Accuracy Metric Methodologies

We know measuring accuracy isn't easy. There are both theoretical and practical challenges to doing it effectively, and we want to be very transparent with how we are arriving at the numbers that we highlight on our Accuracy Metrics page and throughout our docs site.


Why Sampling?

Because no single golden source truth set exists for places data. And it's not feasible to repeatedly compile a manual truth set for too large an area in a timely manner. So we must use a sample of some kind. We want our sample to be both "random" (so that we aren't gaming any system) but also representative (so that it is meaningful).

So we choose two zip codes each quarter - one urban and one rural, in an effort to provide meaningful examples within our dataset. And we report metrics for all the data compiled but also broken out in a few meaningful ways. You can find those metrics here: Accuracy Metrics.

Defining Representative Zip Codes

Each quarter, we randomly pick one zip code that meets the urban criteria and one that meets the rural criteria.

The urban zip code is deemed representative if it is:

  • In the top 30% of zip codes ranked by population density
  • Contains at least 2,500 POIs in the SG dataset

The rural zip code is deemed representative if it is:

  • In the bottom 50% of zip codes ranked by population density
  • Contains at least 300 POIs but no more than 2,500 POIs in SG dataset

Why cycle zip codes each quarter?

This approach provides a broad, representative sample over time, rather than focusing too much on any specific area. We randomize the selection within the above representative bounds.

We invite our users to submit zip codes for future release checks! Our goal is to provide the most accurate, reliable data possible - we're not looking to game the system, but to accurately communicate the integrity of our data.


How are we benchmarking?

To determine accuracy, you need a comparison point. A single dataset in a vacuum does not allow you to assess what should be in it and what shouldn’t be. Again, ideally that benchmark is a perfect truth set for all possible values. But that doesn't exist for places.
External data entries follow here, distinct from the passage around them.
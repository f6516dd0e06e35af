use crate::backend::{BlobStore, LocalBackend, ObjectStoreBackend, ReplicatedBackend, S3Endpoint};
use crate::error::{Result, StorageError};
use serde::{Deserialize, Serialize};
use std::collections::{BTreeMap, HashMap};
use std::fmt;
use std::path::PathBuf;
use std::str::FromStr;
use std::sync::Arc;
use tracing::info;

/// 后端身份
#[derive(Debug, Clone, Copy, PartialEq, Eq, Hash, PartialOrd, Ord, Serialize, Deserialize)]
#[serde(rename_all = "snake_case")]
pub enum BackendKind {
    /// 多副本热存储（采集写入）
    Hot,
    /// 冷存储 A
    ColdA,
    /// 冷存储 B
    ColdB,
    /// 深度归档
    DeepArchive,
}

impl BackendKind {
    pub const ALL: [BackendKind; 4] = [
        BackendKind::Hot,
        BackendKind::ColdA,
        BackendKind::ColdB,
        BackendKind::DeepArchive,
    ];

    pub fn as_str(&self) -> &'static str {
        match self {
            BackendKind::Hot => "hot",
            BackendKind::ColdA => "cold_a",
            BackendKind::ColdB => "cold_b",
            BackendKind::DeepArchive => "deep_archive",
        }
    }
}

impl fmt::Display for BackendKind {
    fn fmt(&self, f: &mut fmt::Formatter<'_>) -> fmt::Result {
        f.write_str(self.as_str())
    }
}

impl FromStr for BackendKind {
    type Err = StorageError;

    fn from_str(s: &str) -> Result<Self> {
        BackendKind::ALL
            .into_iter()
            .find(|kind| kind.as_str() == s.trim())
            .ok_or_else(|| StorageError::UnknownBackend(s.to_string()))
    }
}

/// 单个后端配置
///
/// 配置多个 endpoint 时构造为多副本后端，本地后端只允许一个 root。
#[derive(Debug, Clone, PartialEq, Serialize, Deserialize)]
#[serde(tag = "driver", rename_all = "snake_case")]
pub enum BackendConfig {
    Local { roots: Vec<PathBuf> },
    S3 { endpoints: Vec<S3Endpoint> },
    Memory,
}

/// 存储配置
#[derive(Debug, Clone, PartialEq, Serialize, Deserialize)]
pub struct StorageConfig {
    /// 所有后端共用的桶名
    #[serde(default = "default_bucket")]
    pub bucket: String,

    /// 后端表，键为 `hot` / `cold_a` / `cold_b` / `deep_archive`
    #[serde(default)]
    pub backends: BTreeMap<String, BackendConfig>,
}

fn default_bucket() -> String {
    "radio-project".to_string()
}

impl Default for StorageConfig {
    fn default() -> Self {
        let mut backends = BTreeMap::new();
        backends.insert(
            BackendKind::Hot.to_string(),
            BackendConfig::Local {
                roots: vec![PathBuf::from("./data/hot")],
            },
        );
        backends.insert(
            BackendKind::ColdA.to_string(),
            BackendConfig::Local {
                roots: vec![PathBuf::from("./data/cold_a")],
            },
        );
        Self {
            bucket: default_bucket(),
            backends,
        }
    }
}

/// 后端注册表
///
/// 启动时根据配置一次性构造，运行期间按 `BackendKind` 查表，不再按名称分支。
#[derive(Clone, Default)]
pub struct BackendRegistry {
    backends: HashMap<BackendKind, Arc<dyn BlobStore>>,
}

impl BackendRegistry {
    pub fn new() -> Self {
        Self::default()
    }

    /// 从配置构造
    pub fn from_config(config: &StorageConfig) -> Result<Self> {
        let mut registry = Self::new();

        for (name, backend_config) in &config.backends {
            let kind: BackendKind = name.parse()?;
            let store = build_backend(kind, backend_config)?;
            info!(backend = %kind, driver = store.name(), "Storage backend registered");
            registry.insert(kind, store);
        }

        Ok(registry)
    }

    pub fn with(mut self, kind: BackendKind, store: Arc<dyn BlobStore>) -> Self {
        self.insert(kind, store);
        self
    }

    pub fn insert(&mut self, kind: BackendKind, store: Arc<dyn BlobStore>) {
        self.backends.insert(kind, store);
    }

    pub fn get(&self, kind: BackendKind) -> Result<Arc<dyn BlobStore>> {
        self.backends
            .get(&kind)
            .cloned()
            .ok_or_else(|| StorageError::UnknownBackend(kind.to_string()))
    }

    pub fn contains(&self, kind: BackendKind) -> bool {
        self.backends.contains_key(&kind)
    }

    pub fn kinds(&self) -> Vec<BackendKind> {
        let mut kinds: Vec<_> = self.backends.keys().copied().collect();
        kinds.sort();
        kinds
    }
}

fn build_backend(kind: BackendKind, config: &BackendConfig) -> Result<Arc<dyn BlobStore>> {
    // 多个 S3 端点是同一集群的网关；多个本地目录彼此独立，删除无法同步
    if let BackendConfig::Local { roots } = config {
        if roots.len() > 1 {
            return Err(StorageError::Config(format!(
                "backend {} lists {} local roots, a local backend takes exactly one",
                kind,
                roots.len()
            )));
        }
    }

    let mut replicas: Vec<Arc<dyn BlobStore>> = match config {
        BackendConfig::Local { roots } => roots
            .iter()
            .enumerate()
            .map(|(idx, root)| {
                Arc::new(LocalBackend::with_name(format!("{}-local-{}", kind, idx), root.clone()))
                    as Arc<dyn BlobStore>
            })
            .collect(),
        BackendConfig::S3 { endpoints } => endpoints
            .iter()
            .enumerate()
            .map(|(idx, endpoint)| {
                Arc::new(ObjectStoreBackend::s3(format!("{}-s3-{}", kind, idx), endpoint.clone()))
                    as Arc<dyn BlobStore>
            })
            .collect(),
        BackendConfig::Memory => vec![Arc::new(ObjectStoreBackend::memory(format!("{}-memory", kind)))],
    };

    match replicas.len() {
        0 => Err(StorageError::Config(format!("backend {} has no hosts", kind))),
        1 => Ok(replicas.remove(0)),
        _ => Ok(Arc::new(ReplicatedBackend::new(kind.to_string(), replicas)?)),
    }
}

#[cfg(test)]
mod tests {
    use super::*;

    #[test]
    fn test_backend_kind_parse() {
        assert_eq!("hot".parse::<BackendKind>().unwrap(), BackendKind::Hot);
        assert_eq!("deep_archive".parse::<BackendKind>().unwrap(), BackendKind::DeepArchive);
        assert!("gcs".parse::<BackendKind>().is_err());
    }

    #[test]
    fn test_registry_from_config() {
        let mut backends = BTreeMap::new();
        backends.insert("hot".to_string(), BackendConfig::Memory);
        backends.insert(
            "cold_a".to_string(),
            BackendConfig::S3 {
                endpoints: vec![
                    S3Endpoint::new("http://11.11.1.89:8333"),
                    S3Endpoint::new("http://11.11.1.90:8333"),
                ],
            },
        );
        let config = StorageConfig {
            bucket: "radio-project".to_string(),
            backends,
        };

        let registry = BackendRegistry::from_config(&config).unwrap();
        assert_eq!(registry.kinds(), vec![BackendKind::Hot, BackendKind::ColdA]);
        assert_eq!(registry.get(BackendKind::ColdA).unwrap().name(), "cold_a");
        assert!(registry.get(BackendKind::DeepArchive).is_err());
    }

    #[test]
    fn test_registry_rejects_unknown_backend_name() {
        let mut backends = BTreeMap::new();
        backends.insert("gcs".to_string(), BackendConfig::Memory);
        let config = StorageConfig {
            bucket: "b".to_string(),
            backends,
        };

        assert!(BackendRegistry::from_config(&config).is_err());
    }

    #[test]
    fn test_backend_config_toml() {
        let config: StorageConfig = toml::from_str(
            r#"
bucket = "radio-project"

[backends.hot]
driver = "s3"
endpoints = [
    { endpoint = "http://11.11.1.89:8333", allow_http = true },
    { endpoint = "http://11.11.1.90:8333", allow_http = true },
]

[backends.deep_archive]
driver = "local"
roots = ["/srv/archive"]
"#,
        )
        .unwrap();

        assert_eq!(config.backends.len(), 2);
        match &config.backends["hot"] {
            BackendConfig::S3 { endpoints } => assert_eq!(endpoints.len(), 2),
            other => panic!("unexpected backend config: {:?}", other),
        }
    }
}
So we need a more readily available, practical benchmark. And at the moment, for our purposes in the United States, there is no better known benchmark than Google who is routinely deemed the industry standard.


Real Open Rate

Our precision metric focuses on the 'Real Open Rate'. This ratio expresses the proportion of entries in the dataset that have been marked 'real' and 'open' according to our definitions compared to all of those found to be real and open through manual review. The higher the ratio, the more entries are verified. This is a measure of quality and accuracy for each entry in the dataset.

Equation

Real and Open SafeGraph POI / Total SafeGraph POI

Approach

We engage a third party to review all of the SafeGraph places in two representative zip codes and identify those that should and should not be present. They can leverage whatever means necessary to arrive at their assumption. This often includes web searches, social media reviews, URL validation or often times just calling the place. The percentage that SafeGraph has labeled open out of the total that they find should be labeled open reflects the accuracy and reality of the data.


Coverage Rate

For recall, we measure the 'Coverage Rate' of our dataset using the most well known industry benchmark in the US: Google. This ratio compares the total count of real and open SafeGraph POIs to the total count retrieved from Google (also reviewed to be real and open). This percentage reflects the total coverage of "reality" (again using Google as a practical benchmark).

Equation

Real and Open SafeGraph POI / Real and Open Google POI

Approach

We engage a third party to review all of the SafeGraph places in two representative zip codes and have them identify those that are both "real" and "open" using any means necessary (if that sounds familiar its because its the exact same numerator as the Real Open Rate. We can reuse the same reviewed data). We also have the external party review all of the places returned by Google in the same zip codes (derived via bounding box). They identify which entries are real and open as they do with the SafeGraph POI and then counts are compared. Note this doesn't directly account for any entries that show up in one dataset but not the other, which is why we also show a coverage overlap analysis for context.


Category Aggregation

We engage a third party to review all of the Google places in two representative zip codes and have them assign them to a category bucket which aligns to the NAICS framework at the two digit level (e.g. 72* for Accommodations and Food Services). Because Google only provides tags and does not provide a standardized category assignment, this is the best way to compare all places against the NAICS assignments available for SafeGraph in the same two representative zip codes. Where relevant, the third party can leverage the category metadata that Google provides to assign the appropriate category bucket.


Coverage Overlap

This exhibit merely shows the output of a match run between places found in the sample zip codes from each provider. The output is shown as a percentage of places that fall into each of the three buckets:

  • SafeGraph Only
  • Both Providers (the "Overlap")
  • Google Only

This review is helpful in understanding how close the datasets are to representing the same reality and also good context when considering coverage rates, which can skew artificially high if the overlap between two datasets is low.